Task to carry out:
All of the data should be restated word for word.

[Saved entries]
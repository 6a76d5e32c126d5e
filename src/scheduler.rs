use crate::arch::{Context, EntryFn};
use crate::config::RuntimeConfig;
use crate::error::{ThreadError, ThreadResult};
use crate::sched::RunQueue;
use crate::stack::Stack;
use crate::thread::{Entry, EntryBody, Tcb, ThreadId, ThreadInfo, ThreadState, ThreadStats};
use crate::time::Instant;
use alloc::boxed::Box;
use alloc::vec::Vec;
use core::cell::UnsafeCell;

/// Slot permanently occupied by the bootstrap thread.
pub const MAIN_SLOT: usize = 0;

/// Pool, ready queue and dispatch bookkeeping of one runtime.
///
/// Nothing here switches stacks: [`Scheduler::plan_switch`] only updates the
/// tables and hands back the two contexts the caller must switch between.
pub struct Scheduler {
    pool: Vec<Tcb>,
    current: usize,
    queue: Box<dyn RunQueue>,
    next_id: usize,
    stack_size: usize,
}

/// Contexts produced by [`Scheduler::plan_switch`].
///
/// The pointers stay valid for the life of the scheduler because the pool is
/// never resized.
#[derive(Debug, Clone, Copy)]
pub struct Switch {
    pub from: *mut Context,
    pub to: *const Context,
    pub from_slot: usize,
    pub to_slot: usize,
}

pub struct SchedulerCell(UnsafeCell<Scheduler>);

impl SchedulerCell {
    pub fn new(scheduler: Scheduler) -> Self {
        SchedulerCell(UnsafeCell::new(scheduler))
    }

    /// # Safety
    /// Returns mutable reference to scheduler. The caller must hold the switch
    /// gate and must not keep the reference across a context switch.
    #[allow(clippy::mut_from_ref)]
    pub unsafe fn get(&self) -> &mut Scheduler {
        &mut *self.0.get()
    }

    pub fn get_mut(&mut self) -> &mut Scheduler {
        self.0.get_mut()
    }
}

impl Scheduler {
    /// Build a pool with room for `config.max_threads` spawned threads plus the
    /// bootstrap thread, which starts out Running.
    pub fn new(config: &RuntimeConfig) -> ThreadResult<Self> {
        let slots = config
            .max_threads
            .checked_add(1)
            .ok_or(ThreadError::InvalidCapacity)?;
        let mut pool = Vec::new();
        pool.try_reserve_exact(slots)
            .map_err(|_| ThreadError::OutOfMemory)?;
        pool.resize_with(slots, Tcb::vacant);

        let main = &mut pool[MAIN_SLOT];
        main.claim(ThreadId::MAIN);
        main.state = ThreadState::Running;
        main.begin_burst(Instant::now());

        Ok(Scheduler {
            pool,
            current: MAIN_SLOT,
            queue: config.policy.into_queue(),
            next_id: 1,
            stack_size: config.stack_size,
        })
    }

    /// Number of threads that may exist besides the bootstrap thread.
    pub fn capacity(&self) -> usize {
        self.pool.len() - 1
    }

    /// Claim the first Free slot for `entry` and queue it.
    ///
    /// The slot's context is prepared to call `start(arg)`; `start` is expected
    /// to fetch the entry with [`Scheduler::current_entry`]. On error nothing
    /// observable changes: the slot stays Free and no id is consumed.
    pub fn spawn(&mut self, entry: Entry, start: EntryFn, arg: usize) -> ThreadResult<ThreadId> {
        let slot = self
            .pool
            .iter()
            .skip(1)
            .position(Tcb::is_free)
            .map(|index| index + 1)
            .ok_or(ThreadError::TooManyThreads)?;

        let stack_size = self.stack_size;
        let tcb = &mut self.pool[slot];

        // Recycle the previous occupant's stack unless it was left damaged.
        if tcb.stack.as_ref().is_some_and(|stack| !stack.canary_intact()) {
            tcb.stack = None;
        }
        let top = match &tcb.stack {
            Some(stack) => stack.top(),
            None => {
                let stack = Stack::allocate(stack_size)?;
                let top = stack.top();
                tcb.stack = Some(stack);
                top
            }
        };

        let id = ThreadId::new(self.next_id);
        self.next_id += 1;

        tcb.claim(id);
        tcb.context = unsafe { Context::prepare(top, start, arg) };
        tcb.entry = Some(entry);
        self.queue.push(&mut self.pool, slot);
        Ok(id)
    }

    /// Raw pointer to the Running thread's body.
    ///
    /// The body stays owned by the TCB until [`Scheduler::retire_current`].
    pub fn current_entry(&mut self) -> Option<*mut EntryBody> {
        self.pool[self.current]
            .entry
            .as_mut()
            .map(|entry| &mut **entry as *mut EntryBody)
    }

    /// Dispatch the next Ready thread in place of the Running one.
    ///
    /// Returns `None`, changing nothing, when no other thread is Ready.
    /// Otherwise the outgoing thread's burst is closed and, unless it has been
    /// retired, it goes to the back of the queue; the incoming thread becomes
    /// Running and opens a new burst.
    pub fn plan_switch(&mut self, now: Instant) -> Option<Switch> {
        let prev = self.current;
        let next = self.queue.pop(&mut self.pool, prev)?;

        if !self.pool[prev].is_free() {
            self.pool[prev].summarize_burst(now);
            self.queue.push(&mut self.pool, prev);
        }

        let incoming = &mut self.pool[next];
        incoming.state = ThreadState::Running;
        incoming.begin_burst(now);
        self.current = next;

        let from = &mut self.pool[prev].context as *mut Context;
        let to = &self.pool[next].context as *const Context;
        Some(Switch {
            from,
            to,
            from_slot: prev,
            to_slot: next,
        })
    }

    /// Mark the Running thread Free and release its body.
    ///
    /// The stack is kept: the thread is still executing on it until the
    /// following switch. Returns the final snapshot of the thread, or `None`
    /// if the Running thread is the bootstrap thread, which is never retired.
    pub fn retire_current(&mut self, now: Instant) -> Option<ThreadInfo> {
        if self.current == MAIN_SLOT {
            return None;
        }
        let slot = self.current;
        let tcb = &mut self.pool[slot];
        tcb.summarize_burst(now);
        tcb.state = ThreadState::Free;
        tcb.entry = None;
        Some(tcb.info(slot))
    }

    pub fn current_slot(&self) -> usize {
        self.current
    }

    pub fn current_id(&self) -> ThreadId {
        self.pool[self.current].id
    }

    /// Whether the Running thread has overrun its stack.
    pub fn current_overflowed(&self) -> bool {
        self.pool[self.current].check_stack_overflow()
    }

    fn find(&self, id: ThreadId) -> Option<&Tcb> {
        self.pool
            .iter()
            .find(|tcb| tcb.is_runnable() && tcb.id == id)
    }

    pub fn state(&self, id: ThreadId) -> Option<ThreadState> {
        self.find(id).map(|tcb| tcb.state)
    }

    pub fn stats(&self, id: ThreadId) -> Option<ThreadStats> {
        self.find(id).map(|tcb| tcb.stats)
    }

    /// Snapshot of every occupied slot, in slot order.
    pub fn threads(&self) -> Vec<ThreadInfo> {
        self.pool
            .iter()
            .enumerate()
            .filter(|(_, tcb)| tcb.is_runnable())
            .map(|(slot, tcb)| tcb.info(slot))
            .collect()
    }

    pub fn ready_count(&self) -> usize {
        self.queue.len(&self.pool)
    }

    /// Spawned threads that have not terminated.
    pub fn live_count(&self) -> usize {
        self.pool.iter().skip(1).filter(|tcb| tcb.is_runnable()).count()
    }

    pub fn running_count(&self) -> usize {
        self.pool
            .iter()
            .filter(|tcb| tcb.state == ThreadState::Running)
            .count()
    }
}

Solution to this task:
repository 6a76d5e32c126d5e
filename src/scheduler.rs
use crate::arch::{Context, EntryFn};
use crate::config::RuntimeConfig;
use crate::error::{ThreadError, ThreadResult};
use crate::sched::RunQueue;
use crate::stack::Stack;
use crate::thread::{Entry, EntryBody, Tcb, ThreadId, ThreadInfo, ThreadState, ThreadStats};
use crate::time::Instant;
use alloc::boxed::Box;
use alloc::vec::Vec;
use core::cell::UnsafeCell;

/// Slot permanently occupied by the bootstrap thread.
pub const MAIN_SLOT: usize = 0;

/// Pool, ready queue and dispatch bookkeeping of one runtime.
///
/// Nothing here switches stacks: [`Scheduler::plan_switch`] only updates the
/// tables and hands back the two contexts the caller must switch between.
pub struct Scheduler {
    pool: Vec<Tcb>,
    current: usize,
    queue: Box<dyn RunQueue>,
    next_id: usize,
    stack_size: usize,
}

/// Contexts produced by [`Scheduler::plan_switch`].
///
/// The pointers stay valid for the life of the scheduler because the pool is
/// never resized.
#[derive(Debug, Clone, Copy)]
pub struct Switch {
    pub from: *mut Context,
    pub to: *const Context,
    pub from_slot: usize,
    pub to_slot: usize,
}

pub struct SchedulerCell(UnsafeCell<Scheduler>);

impl SchedulerCell {
    pub fn new(scheduler: Scheduler) -> Self {
        SchedulerCell(UnsafeCell::new(scheduler))
    }

    /// # Safety
    /// Returns mutable reference to scheduler. The caller must hold the switch
    /// gate and must not keep the reference across a context switch.
    #[allow(clippy::mut_from_ref)]
    pub unsafe fn get(&self) -> &mut Scheduler {
        &mut *self.0.get()
    }

    pub fn get_mut(&mut self) -> &mut Scheduler {
        self.0.get_mut()
    }
}

impl Scheduler {
    /// Build a pool with room for `config.max_threads` spawned threads plus the
    /// bootstrap thread, which starts out Running.
    pub fn new(config: &RuntimeConfig) -> ThreadResult<Self> {
        let slots = config
            .max_threads
            .checked_add(1)
            .ok_or(ThreadError::InvalidCapacity)?;
        let mut pool = Vec::new();
        pool.try_reserve_exact(slots)
            .map_err(|_| ThreadError::OutOfMemory)?;
        pool.resize_with(slots, Tcb::vacant);

        let main = &mut pool[MAIN_SLOT];
        main.claim(ThreadId::MAIN);
        main.state = ThreadState::Running;
        main.begin_burst(Instant::now());

        Ok(Scheduler {
            pool,
            current: MAIN_SLOT,
            queue: config.policy.into_queue(),
            next_id: 1,
            stack_size: config.stack_size,
        })
    }

    /// Number of threads that may exist besides the bootstrap thread.
    pub fn capacity(&self) -> usize {
        self.pool.len() - 1
    }

    /// Claim the first Free slot for `entry` and queue it.
    ///
    /// The slot's context is prepared to call `start(arg)`; `start` is expected
    /// to fetch the entry with [`Scheduler::current_entry`]. On error nothing
    /// observable changes: the slot stays Free and no id is consumed.
    pub fn spawn(&mut self, entry: Entry, start: EntryFn, arg: usize) -> ThreadResult<ThreadId> {
        let slot = self
            .pool
            .iter()
            .skip(1)
            .position(Tcb::is_free)
            .map(|index| index + 1)
            .ok_or(ThreadError::TooManyThreads)?;

        let stack_size = self.stack_size;
        let tcb = &mut self.pool[slot];

        // Recycle the previous occupant's stack unless it was left damaged.
        if tcb.stack.as_ref().is_some_and(|stack| !stack.canary_intact()) {
            tcb.stack = None;
        }
        let top = match &tcb.stack {
            Some(stack) => stack.top(),
            None => {
                let stack = Stack::allocate(stack_size)?;
                let top = stack.top();
                tcb.stack = Some(stack);
                top
            }
        };

        let id = ThreadId::new(self.next_id);
        self.next_id += 1;

        tcb.claim(id);
        tcb.context = unsafe { Context::prepare(top, start, arg) };
        tcb.entry = Some(entry);
        self.queue.push(&mut self.pool, slot);
        Ok(id)
    }

    /// Raw pointer to the Running thread's body.
    ///
    /// The body stays owned by the TCB until [`Scheduler::retire_current`].
    pub fn current_entry(&mut self) -> Option<*mut EntryBody> {
        self.pool[self.current]
            .entry
            .as_mut()
            .map(|entry| &mut **entry as *mut EntryBody)
    }

    /// Dispatch the next Ready thread in place of the Running one.
    ///
    /// Returns `None`, changing nothing, when no other thread is Ready.
    /// Otherwise the outgoing thread's burst is closed and, unless it has been
    /// retired, it goes to the back of the queue; the incoming thread becomes
    /// Running and opens a new burst.
    pub fn plan_switch(&mut self, now: Instant) -> Option<Switch> {
        let prev = self.current;
        let next = self.queue.pop(&mut self.pool, prev)?;

        if !self.pool[prev].is_free() {
            self.pool[prev].summarize_burst(now);
            self.queue.push(&mut self.pool, prev);
        }

        let incoming = &mut self.pool[next];
        incoming.state = ThreadState::Running;
        incoming.begin_burst(now);
        self.current = next;

        let from = &mut self.pool[prev].context as *mut Context;
        let to = &self.pool[next].context as *const Context;
        Some(Switch {
            from,
            to,
            from_slot: prev,
            to_slot: next,
        })
    }

    /// Mark the Running thread Free and release its body.
    ///
    /// The stack is kept: the thread is still executing on it until the
    /// following switch. Returns the final snapshot of the thread, or `None`
    /// if the Running thread is the bootstrap thread, which is never retired.
    pub fn retire_current(&mut self, now: Instant) -> Option<ThreadInfo> {
        if self.current == MAIN_SLOT {
            return None;
        }
        let slot = self.current;
        let tcb = &mut self.pool[slot];
        tcb.summarize_burst(now);
        tcb.state = ThreadState::Free;
        tcb.entry = None;
        Some(tcb.info(slot))
    }

    pub fn current_slot(&self) -> usize {
        self.current
    }

    pub fn current_id(&self) -> ThreadId {
        self.pool[self.current].id
    }

    /// Whether the Running thread has overrun its stack.
    pub fn current_overflowed(&self) -> bool {
        self.pool[self.current].check_stack_overflow()
    }

    fn find(&self, id: ThreadId) -> Option<&Tcb> {
        self.pool
            .iter()
            .find(|tcb| tcb.is_runnable() && tcb.id == id)
    }

    pub fn state(&self, id: ThreadId) -> Option<ThreadState> {
        self.find(id).map(|tcb| tcb.state)
    }

    pub fn stats(&self, id: ThreadId) -> Option<ThreadStats> {
        self.find(id).map(|tcb| tcb.stats)
    }

    /// Snapshot of every occupied slot, in slot order.
    pub fn threads(&self) -> Vec<ThreadInfo> {
        self.pool
            .iter()
            .enumerate()
            .filter(|(_, tcb)| tcb.is_runnable())
            .map(|(slot, tcb)| tcb.info(slot))
            .collect()
    }

    pub fn ready_count(&self) -> usize {
        self.queue.len(&self.pool)
    }

    /// Spawned threads that have not terminated.
    pub fn live_count(&self) -> usize {
        self.pool.iter().skip(1).filter(|tcb| tcb.is_runnable()).count()
    }

    pub fn running_count(&self) -> usize {
        self.pool
            .iter()
            .filter(|tcb| tcb.state == ThreadState::Running)
            .count()
    }
}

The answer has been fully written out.